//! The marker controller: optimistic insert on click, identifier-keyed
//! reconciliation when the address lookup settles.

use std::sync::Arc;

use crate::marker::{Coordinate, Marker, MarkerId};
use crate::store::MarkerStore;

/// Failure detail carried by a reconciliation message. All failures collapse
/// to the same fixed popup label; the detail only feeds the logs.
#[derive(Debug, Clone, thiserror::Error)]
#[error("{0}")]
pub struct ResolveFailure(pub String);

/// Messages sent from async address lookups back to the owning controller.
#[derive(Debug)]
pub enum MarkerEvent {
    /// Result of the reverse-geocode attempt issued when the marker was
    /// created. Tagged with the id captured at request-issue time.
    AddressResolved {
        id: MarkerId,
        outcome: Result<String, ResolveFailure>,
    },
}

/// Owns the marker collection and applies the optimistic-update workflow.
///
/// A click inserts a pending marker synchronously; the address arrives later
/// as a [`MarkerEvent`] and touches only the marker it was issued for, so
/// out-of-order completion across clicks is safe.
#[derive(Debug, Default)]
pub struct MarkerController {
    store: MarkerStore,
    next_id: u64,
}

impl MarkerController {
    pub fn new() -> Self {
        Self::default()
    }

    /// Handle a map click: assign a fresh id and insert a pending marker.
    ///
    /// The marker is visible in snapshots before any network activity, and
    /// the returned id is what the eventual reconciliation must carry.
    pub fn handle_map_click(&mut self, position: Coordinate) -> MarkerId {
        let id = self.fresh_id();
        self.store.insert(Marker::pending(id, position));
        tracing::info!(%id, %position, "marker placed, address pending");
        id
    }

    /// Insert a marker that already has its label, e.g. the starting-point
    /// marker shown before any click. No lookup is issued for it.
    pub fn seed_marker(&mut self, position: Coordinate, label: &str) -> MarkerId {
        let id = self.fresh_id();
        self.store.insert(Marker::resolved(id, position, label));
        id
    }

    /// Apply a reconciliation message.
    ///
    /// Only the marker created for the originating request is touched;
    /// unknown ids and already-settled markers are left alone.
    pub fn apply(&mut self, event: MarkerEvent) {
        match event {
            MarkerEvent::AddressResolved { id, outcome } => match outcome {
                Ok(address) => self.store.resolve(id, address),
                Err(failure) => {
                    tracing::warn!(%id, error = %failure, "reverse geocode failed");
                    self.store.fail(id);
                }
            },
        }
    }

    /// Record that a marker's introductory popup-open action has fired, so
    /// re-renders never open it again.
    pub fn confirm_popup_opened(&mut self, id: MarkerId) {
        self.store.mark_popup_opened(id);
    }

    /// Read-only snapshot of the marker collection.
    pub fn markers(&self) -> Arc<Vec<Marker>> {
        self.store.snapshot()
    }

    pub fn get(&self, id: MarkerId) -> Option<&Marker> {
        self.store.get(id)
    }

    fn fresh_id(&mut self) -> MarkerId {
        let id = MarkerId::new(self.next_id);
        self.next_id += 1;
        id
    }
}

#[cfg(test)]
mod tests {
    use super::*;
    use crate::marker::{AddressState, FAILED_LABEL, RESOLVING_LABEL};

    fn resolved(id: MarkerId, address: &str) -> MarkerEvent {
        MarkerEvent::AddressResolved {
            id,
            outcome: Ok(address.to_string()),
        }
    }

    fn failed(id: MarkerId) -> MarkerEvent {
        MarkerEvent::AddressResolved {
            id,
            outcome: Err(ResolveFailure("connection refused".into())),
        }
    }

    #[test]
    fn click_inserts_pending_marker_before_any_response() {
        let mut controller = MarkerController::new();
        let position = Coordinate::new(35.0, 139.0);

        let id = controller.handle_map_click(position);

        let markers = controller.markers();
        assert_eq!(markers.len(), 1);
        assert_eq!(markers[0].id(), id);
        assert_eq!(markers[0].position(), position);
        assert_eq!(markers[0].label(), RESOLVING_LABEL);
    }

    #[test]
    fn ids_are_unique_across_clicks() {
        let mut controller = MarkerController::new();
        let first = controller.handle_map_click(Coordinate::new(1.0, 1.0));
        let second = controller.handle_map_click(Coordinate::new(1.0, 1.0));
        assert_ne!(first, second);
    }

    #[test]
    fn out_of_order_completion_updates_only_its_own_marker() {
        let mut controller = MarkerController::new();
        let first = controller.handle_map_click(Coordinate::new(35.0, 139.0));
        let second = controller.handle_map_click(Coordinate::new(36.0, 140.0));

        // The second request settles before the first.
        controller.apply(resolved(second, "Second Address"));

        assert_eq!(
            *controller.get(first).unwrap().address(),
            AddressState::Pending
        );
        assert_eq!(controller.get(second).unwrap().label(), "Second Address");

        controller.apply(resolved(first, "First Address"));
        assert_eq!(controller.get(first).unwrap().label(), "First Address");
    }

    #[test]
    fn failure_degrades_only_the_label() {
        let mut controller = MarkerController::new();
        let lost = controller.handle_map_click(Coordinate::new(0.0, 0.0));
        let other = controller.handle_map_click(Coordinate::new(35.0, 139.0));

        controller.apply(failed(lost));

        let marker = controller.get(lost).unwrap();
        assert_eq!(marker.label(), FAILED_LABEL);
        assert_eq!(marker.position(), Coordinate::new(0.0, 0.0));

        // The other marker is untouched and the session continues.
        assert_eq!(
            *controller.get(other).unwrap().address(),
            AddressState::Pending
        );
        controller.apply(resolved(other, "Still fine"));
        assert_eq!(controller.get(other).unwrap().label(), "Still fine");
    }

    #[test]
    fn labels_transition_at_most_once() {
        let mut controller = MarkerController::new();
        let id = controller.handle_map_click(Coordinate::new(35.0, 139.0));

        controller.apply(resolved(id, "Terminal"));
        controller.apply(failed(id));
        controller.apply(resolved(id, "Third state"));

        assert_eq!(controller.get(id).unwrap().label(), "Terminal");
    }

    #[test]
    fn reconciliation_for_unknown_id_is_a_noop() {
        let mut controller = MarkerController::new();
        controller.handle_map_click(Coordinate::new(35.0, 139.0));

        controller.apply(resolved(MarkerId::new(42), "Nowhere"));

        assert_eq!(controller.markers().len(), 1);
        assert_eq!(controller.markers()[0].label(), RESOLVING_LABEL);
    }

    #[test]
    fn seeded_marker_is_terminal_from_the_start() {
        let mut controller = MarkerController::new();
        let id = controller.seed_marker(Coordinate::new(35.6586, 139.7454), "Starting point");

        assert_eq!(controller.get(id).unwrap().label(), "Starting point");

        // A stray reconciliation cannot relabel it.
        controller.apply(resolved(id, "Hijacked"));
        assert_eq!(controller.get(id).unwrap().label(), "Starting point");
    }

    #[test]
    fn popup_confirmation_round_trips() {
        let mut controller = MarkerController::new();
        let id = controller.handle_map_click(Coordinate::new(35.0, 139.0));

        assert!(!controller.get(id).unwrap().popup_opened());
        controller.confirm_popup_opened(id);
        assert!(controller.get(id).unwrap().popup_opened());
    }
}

=== WORK REQUEST ===
Going through the entries, return every line holding the word "settles".

=== TASK OUTPUT ===
//! reconciliation when the address lookup settles.
        // The second request settles before the first.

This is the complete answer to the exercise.